The olive sunbird produces an incredibly loud song that accelerates throughout the song’s duration and is composed of ascending and descending notes.

Cyanomitra olivacea olivacea produces a song approximately one minute long that consists of repeating ascending and descending whistles. There can be infrequent sections of melodic sounds resembling “tsee-tsee-tsee-, tseedlee, eedlee-id-id-id-seedle, eedle-ee-ee-ee” and slower sections that trill like “see-weetee-wee-tee-to-tip."

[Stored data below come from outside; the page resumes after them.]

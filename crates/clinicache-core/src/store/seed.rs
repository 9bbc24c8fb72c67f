// Sample data inserted on first run.

use chrono::{DateTime, TimeZone, Utc};

use crate::models::{Appointment, AppointmentStatus, Doctor};

pub fn sample_doctors() -> Vec<Doctor> {
    vec![
        Doctor::new("Dr. Mario", "Medicina General", "dr.mario@hospital.com", "555-1234"),
        Doctor::new("Dr. Simi", "Farmacología", "dr.simi@hospital.com", "555-5678"),
        Doctor::new("Dr. Nick Riviera", "Cirugía", "dr.nick@hospital.com", "555-9012"),
        Doctor::new("Dra. Ana Polo", "Psicología", "dra.anapolo@hospital.com", "555-3456"),
    ]
}

/// Sample appointments. `doctor_ids` are the ids the sample doctors received,
/// in `sample_doctors()` order.
pub fn sample_appointments(doctor_ids: &[u64]) -> Vec<Appointment> {
    let samples = [
        ("Guaripolo", 0, at(2025, 3, 10, 10, 0), "Chequeo anual", AppointmentStatus::Pending),
        ("Juanín", 1, at(2025, 3, 11, 11, 30), "Dolor de cabeza", AppointmentStatus::Confirmed),
        ("Bodoque", 2, at(2025, 3, 12, 9, 15), "Vacunación", AppointmentStatus::Pending),
    ];

    samples
        .into_iter()
        .filter_map(|(patient, doctor, date, reason, status)| {
            doctor_ids
                .get(doctor)
                .map(|&doctor_id| Appointment::new(patient, doctor_id, date, reason, status))
        })
        .collect()
}

fn at(year: i32, month: u32, day: u32, hour: u32, minute: u32) -> DateTime<Utc> {
    Utc.with_ymd_and_hms(year, month, day, hour, minute, 0)
        .single()
        .unwrap_or_default()
}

There are variations of the song for the different subspecies. C. o. alfredis song is composed of descending notes that resemble a “dee-dee-dee-di-do” sound. There are also several repeated “tschi” notes every half a second for the song of this subspecies. The song of C. o. obscura differs by the presence of repetitive “hoo-hoo-hoo” noises. C. o. guineensis vocalizations consist of “chip” noises every half a second or patterns of high and low notes every second. C. o. cephaelis makes altering falsetto-like vocalizations that increase and decrease. Calls consist of a variety of repetitive short staccato notes that resemble a “chip” sound.

== Parasites ==
It has been documented that the olive sunbird can be infected by different varieties of avian parasites. Species of Trypanosoma, a genus of protists that can infect avian species, have been reported of infecting olive sunbirds. Olive sunbirds have also been documented with blood parasites including Haemoproteus and Plasmodium species.

== Conservation ==
The Olive Sunbird, including all of the subspecies, is listed as being of least concern by the International Union for the Conservation of Nature on the IUCN Red List. This status is attributed to the olive wunbird’s large range, stable population size, and lack of threats. The population size has not been officially measured but retains its stable status due to the widespread and common reports of this species.